MASTER_HOST=$host_name 
MASTER_PORT=$port 
MASTER_USER=$user_name 
MASTER_PASSWORD=$password 
MASTER_LOG_FILE=$master_log_name 
MASTER_LOG_POS=$master_log_pos

Copy the code

The operation process is as follows:

Wait for the new master database A ‘to complete the synchronization of all the relay logs;
Run the show master status command on A ‘to obtain the latest File and Position on A’.
Take the fault time T of the original master library A;
Use mysqlbinlog to parse A ‘File and get the loci at time T.

Based on the GTID

Site-based schemes are too cumbersome, and MySQL 5.6 introduced GTID, eliminating the need to manually calculate loci.

The Global Transaction Identifier (GTID) is the unique Identifier that is generated when a Transaction is committed. Each MySQL instance maintains a collection of GtiDs for “all transactions performed by this instance”.

CHANGE MASTER TO 
MASTER_HOST=$host_name 
MASTER_PORT=$port 
MASTER_USER=$user_name 
MASTER_PASSWORD=$password 
master_auto_position=1

Copy the code

Master_auto_position =1 indicates that the master/slave relationship uses the GTID protocol.

Run the start slave command on instance B and obtain the binlog logic as follows, where set_A and set_B are the GTID sets of executed transactions:

Instance B specifies the primary library A ‘and establishes the connection based on the active/standby protocol.
Instance B sends set_B to primary library A ‘.
Instance A ‘calculates the difference set between set_A and set_B, that is, the set of all gtiDs that exist in set_A but not in set_B, and determines whether A’ local contains all binlog transactions required by the difference set.

A. If not, a ‘has deleted the binlog required by instance B, and an error is returned.

B. If it is confirmed that all transactions are included, A ‘finds the first transaction in its binlog file that is not in SET_B and sends it to B;
Then we start from this transaction, read the files backwards, and send the binlog to B in order.
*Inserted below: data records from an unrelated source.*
//! Readiness probe: fails when FAILED >= 50, oldest-ready-age
//! exceeds 120s, or oldest-inflight-age exceeds `lockTTL + 30s`.

use access_db::outbox::{health_snapshot, OutboxHealth};
use sqlx::PgPool;

pub const FAILED_THRESHOLD: i64 = 50;
pub const OLDEST_READY_AGE_THRESHOLD_SECONDS: i64 = 120;
pub const OLDEST_INFLIGHT_AGE_SLACK_SECONDS: i64 = 30;

#[derive(Debug, Clone)]
pub struct ReadinessVerdict {
    pub ready: bool,
    pub reasons: Vec<String>,
    pub health: OutboxHealth,
}

pub async fn check_readiness(
    pool: &PgPool,
    outbox_lock_ttl_seconds: i64,
) -> anyhow::Result<ReadinessVerdict> {
    let health = health_snapshot(pool).await?;
    let reasons = evaluate(&health, outbox_lock_ttl_seconds);
    Ok(ReadinessVerdict {
        ready: reasons.is_empty(),
        reasons,
        health,
    })
}

fn evaluate(health: &OutboxHealth, outbox_lock_ttl_seconds: i64) -> Vec<String> {
    let mut reasons = Vec::new();

    if health.failed_count >= FAILED_THRESHOLD {
        reasons.push(format!(
            "outbox FAILED count {} >= threshold {}",
            health.failed_count, FAILED_THRESHOLD
        ));
    }

    if let Some(age) = health.oldest_ready_age_seconds {
        if age > OLDEST_READY_AGE_THRESHOLD_SECONDS {
            reasons.push(format!(
                "oldest-ready age {age}s exceeds threshold {OLDEST_READY_AGE_THRESHOLD_SECONDS}s"
            ));
        }
    }

    if let Some(age) = health.oldest_inflight_age_seconds {
        let max_age = outbox_lock_ttl_seconds + OLDEST_INFLIGHT_AGE_SLACK_SECONDS;
        if age > max_age {
            reasons.push(format!(
                "oldest-inflight age {age}s exceeds lockTTL+{OLDEST_INFLIGHT_AGE_SLACK_SECONDS}s ({max_age}s)"
            ));
        }
    }

    reasons
}

#[cfg(test)]
mod tests {
    use super::*;

    fn health(
        failed_count: i64,
        oldest_ready_age_seconds: Option<i64>,
        oldest_inflight_age_seconds: Option<i64>,
    ) -> OutboxHealth {
        OutboxHealth {
            pending_ready: 0,
            pending_inflight: 0,
            oldest_ready_age_seconds,
            oldest_inflight_age_seconds,
            failed_count,
        }
    }

    #[test]
    fn healthy_snapshot_has_no_reasons() {
        let h = health(0, Some(1), Some(1));
        assert!(evaluate(&h, 300).is_empty());
    }

    #[test]
    fn failed_count_at_threshold_fails() {
        let h = health(50, None, None);
        assert_eq!(evaluate(&h, 300).len(), 1);
    }

    #[test]
    fn oldest_ready_age_over_threshold_fails() {
        let h = health(0, Some(121), None);
        assert_eq!(evaluate(&h, 300).len(), 1);
    }

    #[test]
    fn oldest_ready_age_at_threshold_passes() {
        let h = health(0, Some(120), None);
        assert!(evaluate(&h, 300).is_empty());
    }

    #[test]
    fn oldest_inflight_age_respects_lock_ttl_plus_slack() {
        let h = health(0, None, Some(331));
        assert_eq!(evaluate(&h, 300).len(), 1);
        let h = health(0, None, Some(330));
        assert!(evaluate(&h, 300).is_empty());
    }
}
The operation based on GTID can be considered that the system calculates the corresponding loci by itself.

Circulation problems

If log_slave_updates is set to ON, the standby database generates a binlog after executing relay log. In the master-master + master-slave replication case, it is sometimes found that the master and slave are not synchronized, most likely because some master library does not have log_slave_updates set to ON.

Since the consumption of relay logs generates new binlogs, why does the master case not generate cyclic replication between nodes?
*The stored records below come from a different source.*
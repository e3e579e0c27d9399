//! Rule Store: persistence, duplicate detection, and the two read
//! shapes the cache and the engine need.

use anyhow::{Context, Result};
use access_schemas::{AuthMethod, PassDirection, RuleAction, RuleSnapshot, RuleState, SubjectType};
use chrono::{DateTime, Utc};
use sqlx::{PgPool, Postgres, Row, Transaction};
use uuid::Uuid;

#[derive(Debug, Clone)]
pub struct RuleRow {
    pub id: Uuid,
    pub org_id: Uuid,
    pub area_id: Uuid,
    pub subject_type: String,
    pub device_id: Option<Uuid>,
    pub pass_direction: Option<String>,
    pub auth_method: Option<String>,
    pub action: String,
    pub valid_from_utc: Option<DateTime<Utc>>,
    pub valid_to_utc: Option<DateTime<Utc>>,
    pub from_local: Option<String>,
    pub to_local: Option<String>,
    pub priority: i32,
    pub state: String,
    pub message: Option<String>,
    pub created_at_utc: DateTime<Utc>,
    pub updated_at_utc: DateTime<Utc>,
}

impl RuleRow {
    /// Convert to the engine/cache-facing snapshot. Returns `None` if any
    /// enum column holds a value this build doesn't recognize (defensive:
    /// such a row should never be returned to the decision path).
    pub fn to_snapshot(&self) -> Option<RuleSnapshot> {
        Some(RuleSnapshot {
            id: self.id,
            org_id: self.org_id,
            area_id: self.area_id,
            subject_type: SubjectType::parse(&self.subject_type)?,
            device_id: self.device_id,
            pass_direction: self
                .pass_direction
                .as_deref()
                .map(PassDirection::parse)
                .transpose()?,
            auth_method: self
                .auth_method
                .as_deref()
                .map(AuthMethod::parse)
                .transpose()?,
            action: RuleAction::parse(&self.action)?,
            valid_from_utc: self.valid_from_utc,
            valid_to_utc: self.valid_to_utc,
            from_local: self.from_local.clone(),
            to_local: self.to_local.clone(),
            priority: self.priority,
            state: RuleState::parse(&self.state)?,
            message: self.message.clone(),
            updated_at_utc: self.updated_at_utc,
        })
    }
}

fn row_to_rule(row: sqlx::postgres::PgRow) -> Result<RuleRow> {
    Ok(RuleRow {
        id: row.try_get("id")?,
        org_id: row.try_get("org_id")?,
        area_id: row.try_get("area_id")?,
        subject_type: row.try_get("subject_type")?,
        device_id: row.try_get("device_id")?,
        pass_direction: row.try_get("pass_direction")?,
        auth_method: row.try_get("auth_method")?,
        action: row.try_get("action")?,
        valid_from_utc: row.try_get("valid_from_utc")?,
        valid_to_utc: row.try_get("valid_to_utc")?,
        from_local: row.try_get("from_local")?,
        to_local: row.try_get("to_local")?,
        priority: row.try_get("priority")?,
        state: row.try_get("state")?,
        message: row.try_get("message")?,
        created_at_utc: row.try_get("created_at_utc")?,
        updated_at_utc: row.try_get("updated_at_utc")?,
    })
}

const RULE_COLUMNS: &str = r#"
    id, org_id, area_id, subject_type, device_id, pass_direction, auth_method,
    action, valid_from_utc, valid_to_utc, from_local, to_local, priority,
    state, message, created_at_utc, updated_at_utc
"#;

#[derive(Debug, Clone)]
pub struct NewRule {
    pub id: Uuid,
    pub org_id: Uuid,
    pub area_id: Uuid,
    pub subject_type: String,
    pub device_id: Option<Uuid>,
    pub pass_direction: Option<String>,
    pub auth_method: Option<String>,
    pub action: String,
    pub valid_from_utc: Option<DateTime<Utc>>,
    pub valid_to_utc: Option<DateTime<Utc>>,
    pub from_local: Option<String>,
    pub to_local: Option<String>,
    pub priority: i32,
    pub message: Option<String>,
}

pub async fn insert_rule(tx: &mut Transaction<'_, Postgres>, r: &NewRule) -> Result<()> {
    sqlx::query(
        r#"
        insert into rules (
            id, org_id, area_id, subject_type, device_id, pass_direction,
            auth_method, action, valid_from_utc, valid_to_utc, from_local,
            to_local, priority, state, message
        ) values ($1,$2,$3,$4,$5,$6,$7,$8,$9,$10,$11,$12,$13,'ACTIVE',$14)
        "#,
    )
    .bind(r.id)
    .bind(r.org_id)
    .bind(r.area_id)
    .bind(&r.subject_type)
    .bind(r.device_id)
    .bind(&r.pass_direction)
    .bind(&r.auth_method)
    .bind(&r.action)
    .bind(r.valid_from_utc)
    .bind(r.valid_to_utc)
    .bind(&r.from_local)
    .bind(&r.to_local)
    .bind(r.priority)
    .bind(&r.message)
    .execute(&mut **tx)
    .await
    .context("insert_rule failed")?;
    Ok(())
}

pub async fn update_rule_state(
    tx: &mut Transaction<'_, Postgres>,
    org_id: Uuid,
    rule_id: Uuid,
    state: &str,
) -> Result<bool> {
    let result = sqlx::query(
        r#"
        update rules
        set state = $1, updated_at_utc = now()
        where id = $2 and org_id = $3
        "#,
    )
    .bind(state)
    .bind(rule_id)
    .bind(org_id)
    .execute(&mut **tx)
    .await
    .context("update_rule_state failed")?;
    Ok(result.rows_affected() > 0)
}

pub async fn fetch_rule(pool: &PgPool, org_id: Uuid, rule_id: Uuid) -> Result<Option<RuleRow>> {
    let row = sqlx::query(&format!(
        "select {RULE_COLUMNS} from rules where id = $1 and org_id = $2"
    ))
    .bind(rule_id)
    .bind(org_id)
    .fetch_optional(pool)
    .await
    .context("fetch_rule failed")?;

    row.map(row_to_rule).transpose()
}

/// Filters for `list_rules`/`count_rules`. `None` means "no filter on this
/// column".
#[derive(Debug, Clone, Default)]
pub struct RuleFilter {
    pub area_id: Option<Uuid>,
    pub device_id: Option<Uuid>,
    pub subject_type: Option<String>,
    pub pass_direction: Option<String>,
    pub auth_method: Option<String>,
    pub action: Option<String>,
    pub state: Option<String>,
}

/// List rules for an org, filtered, stable order `updated_at_utc DESC`.
pub async fn list_rules(
    pool: &PgPool,
    org_id: Uuid,
    filter: &RuleFilter,
    limit: i64,
    offset: i64,
) -> Result<Vec<RuleRow>> {
    let rows = sqlx::query(&format!(
        r#"
        select {RULE_COLUMNS} from rules
        where org_id = $1
          and ($2::uuid is null or area_id = $2)
          and ($3::uuid is null or device_id = $3)
          and ($4::text is null or subject_type = $4)
          and ($5::text is null or pass_direction = $5)
          and ($6::text is null or auth_method = $6)
          and ($7::text is null or action = $7)
          and ($8::text is null or state = $8)
        order by updated_at_utc desc
        limit $9 offset $10
        "#
    ))
    .bind(org_id)
    .bind(filter.area_id)
    .bind(filter.device_id)
    .bind(&filter.subject_type)
    .bind(&filter.pass_direction)
    .bind(&filter.auth_method)
    .bind(&filter.action)
    .bind(&filter.state)
    .bind(limit)
    .bind(offset)
    .fetch_all(pool)
    .await
    .context("list_rules failed")?;

    rows.into_iter().map(row_to_rule).collect()
}

pub async fn count_rules(pool: &PgPool, org_id: Uuid, filter: &RuleFilter) -> Result<i64> {
    let (n,): (i64,) = sqlx::query_as(
        r#"
        select count(*)::bigint from rules
        where org_id = $1
          and ($2::uuid is null or area_id = $2)
          and ($3::uuid is null or device_id = $3)
          and ($4::text is null or subject_type = $4)
          and ($5::text is null or pass_direction = $5)
          and ($6::text is null or auth_method = $6)
          and ($7::text is null or action = $7)
          and ($8::text is null or state = $8)
        "#,
    )
    .bind(org_id)
    .bind(filter.area_id)
    .bind(filter.device_id)
    .bind(&filter.subject_type)
    .bind(&filter.pass_direction)
    .bind(&filter.auth_method)
    .bind(&filter.action)
    .bind(&filter.state)
    .fetch_one(pool)
    .await
    .context("count_rules failed")?;
    Ok(n)
}

/// The exact tuple the logical-duplicate invariant is defined over. NULL
/// fields are compared with `IS NOT DISTINCT FROM` so a NULL counts as a
/// specific, matching wildcard value rather than "unknown".
pub async fn exists_duplicate_rule(
    pool: &PgPool,
    r: &NewRule,
    exclude_id: Option<Uuid>,
) -> Result<bool> {
    let (exists,): (bool,) = sqlx::query_as(
        r#"
        select exists (
            select 1 from rules
            where org_id = $1
              and area_id = $2
              and subject_type = $3
              and device_id is not distinct from $4
              and pass_direction is not distinct from $5
              and auth_method is not distinct from $6
              and action = $7
              and valid_from_utc is not distinct from $8
              and valid_to_utc is not distinct from $9
              and from_local is not distinct from $10
              and to_local is not distinct from $11
              and ($12::uuid is null or id <> $12)
        )
        "#,
    )
    .bind(r.org_id)
    .bind(r.area_id)
    .bind(&r.subject_type)
    .bind(r.device_id)
    .bind(&r.pass_direction)
    .bind(&r.auth_method)
    .bind(&r.action)
    .bind(r.valid_from_utc)
    .bind(r.valid_to_utc)
    .bind(&r.from_local)
    .bind(&r.to_local)
    .bind(exclude_id)
    .fetch_one(pool)
    .await
    .context("exists_duplicate_rule failed")?;
    Ok(exists)
}

/// Base candidate set for the cache: all ACTIVE rules for
/// `(org, area, subjectType)`, ordered `priority DESC, updated_at_utc DESC`.
/// In-memory matcher/window filtering happens downstream
/// in `access-rules`, not here.
pub async fn find_active_rules_base(
    pool: &PgPool,
    org_id: Uuid,
    area_id: Uuid,
    subject_type: &str,
) -> Result<Vec<RuleRow>> {
    let rows = sqlx::query(&format!(
        r#"
        select {RULE_COLUMNS} from rules
        where org_id = $1 and area_id = $2 and subject_type = $3 and state = 'ACTIVE'
        order by priority desc, updated_at_utc desc
        "#
    ))
    .bind(org_id)
    .bind(area_id)
    .bind(subject_type)
    .fetch_all(pool)
    .await
    .context("find_active_rules_base failed")?;

    rows.into_iter().map(row_to_rule).collect()
}

/// Engine-friendly query used when the cache is bypassed: filters wildcard
/// matchers and UTC validity in SQL, leaves only daily-window/timezone
/// filtering (which needs the effective zone) to the caller.
#[allow(clippy::too_many_arguments)]
pub async fn find_candidates_for_intent(
    pool: &PgPool,
    org_id: Uuid,
    area_id: Uuid,
    subject_type: &str,
    device_id: Uuid,
    pass_direction: &str,
    auth_method: &str,
    occurred_at_utc: DateTime<Utc>,
) -> Result<Vec<RuleRow>> {
    let rows = sqlx::query(&format!(
        r#"
        select {RULE_COLUMNS} from rules
        where org_id = $1 and area_id = $2 and subject_type = $3 and state = 'ACTIVE'
          and (device_id is null or device_id = $4)
          and (pass_direction is null or pass_direction = $5)
          and (auth_method is null or auth_method = $6)
          and (valid_from_utc is null or valid_from_utc <= $7)
          and (valid_to_utc is null or valid_to_utc >= $7)
        order by priority desc, updated_at_utc desc
        "#
    ))
    .bind(org_id)
    .bind(area_id)
    .bind(subject_type)
    .bind(device_id)
    .bind(pass_direction)
    .bind(auth_method)
    .bind(occurred_at_utc)
    .fetch_all(pool)
    .await
    .context("find_candidates_for_intent failed")?;

    rows.into_iter().map(row_to_rule).collect()
}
This is mainly because MySQL records in binlog the server ID of the instance where the command was executed for the first time.
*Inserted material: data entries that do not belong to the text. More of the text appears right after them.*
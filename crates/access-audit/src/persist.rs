//! Shared envelope-to-`AuditLog` persistence, used by both the primary
//! consumer and the DLQ reprocessor.

use access_db::audit::{insert_audit_entry_dedup, NewAuditEntry};
use access_schemas::AUDIT_EVENT_TYPE_WHITELIST;
use anyhow::{bail, Context, Result};
use chrono::Utc;
use serde_json::Value;
use sqlx::PgPool;
use uuid::Uuid;

use crate::eventkey::derive_event_key;

/// Parse the outer envelope and persist an `AuditLog` row, deduping on
/// `(orgId, eventKey)`. Returns `true` if a new row was written, `false` if
/// this event was already recorded (still a success, not an error).
///
/// Returns `Err` for anything that should route to the DLQ: a whitelist
/// miss is NOT an error here — callers check the whitelist themselves
/// before calling this, since a miss is "ACK and skip", not a DLQ case.
pub async fn persist_envelope(pool: &PgPool, envelope: &Value) -> Result<bool> {
    let org_id: Uuid = envelope
        .get("org_id")
        .and_then(|v| v.as_str())
        .and_then(|s| s.parse().ok())
        .context("envelope missing/invalid org_id")?;
    let event_type = envelope
        .get("event_type")
        .and_then(|v| v.as_str())
        .context("envelope missing event_type")?
        .to_string();

    if !AUDIT_EVENT_TYPE_WHITELIST.contains(&event_type.as_str()) {
        bail!("event_type {event_type} is not in the audit whitelist");
    }

    let event_id = envelope
        .get("event_id")
        .and_then(|v| v.as_str())
        .and_then(|s| s.parse::<Uuid>().ok());
    let aggregate_type = envelope.get("aggregate_type").and_then(|v| v.as_str()).map(str::to_string);
    let aggregate_id = envelope.get("aggregate_id").and_then(|v| v.as_str()).unwrap_or("UNKNOWN").to_string();
    let occurred_at_utc = envelope
        .get("created_at_utc")
        .and_then(|v| v.as_str())
        .and_then(|s| chrono::DateTime::parse_from_rfc3339(s).ok())
        .map(|dt| dt.with_timezone(&Utc))
        .unwrap_or_else(Utc::now);
    let payload_json = envelope.get("payload").cloned().context("envelope missing payload")?;

    let event_key = derive_event_key(org_id, &event_type, event_id, &aggregate_id, occurred_at_utc);

    let entry = NewAuditEntry {
        id: Uuid::new_v4(),
        org_id,
        event_type,
        aggregate_type,
        aggregate_id: Some(aggregate_id),
        correlation_id: None,
        occurred_at_utc,
        payload_json,
        event_key,
    };

    insert_audit_entry_dedup(pool, &entry).await
}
Specify that the server ids of two libraries must be different. If they are the same, the relationship between them cannot be set as master/slave.
A standby database receives a binlog and, during playback, generates a new binlog with the same server ID as the original one.
After receiving the log from the primary library, each library determines the server ID. If the log is the same as its own, it indicates that the log is generated by itself and directly discards the log.

High availability (HA)

Now everyone uses MySQL, mainly because of its high availability. There are two reasons for high availability: active/standby consistency and active/standby switchover. Both are indispensable.

Under normal circumstances, as long as all binlogs generated by the master database can be passed to the standby database and executed correctly, the standby database will reach the same state as the master database, which is the final consistency.
If there is a problem with the primary database, the standby database can be used as the primary database and continue to provide services.

The MySQL ha system is based on the master/slave switchover logic, but the master/slave switchover depends on the master/slave delay.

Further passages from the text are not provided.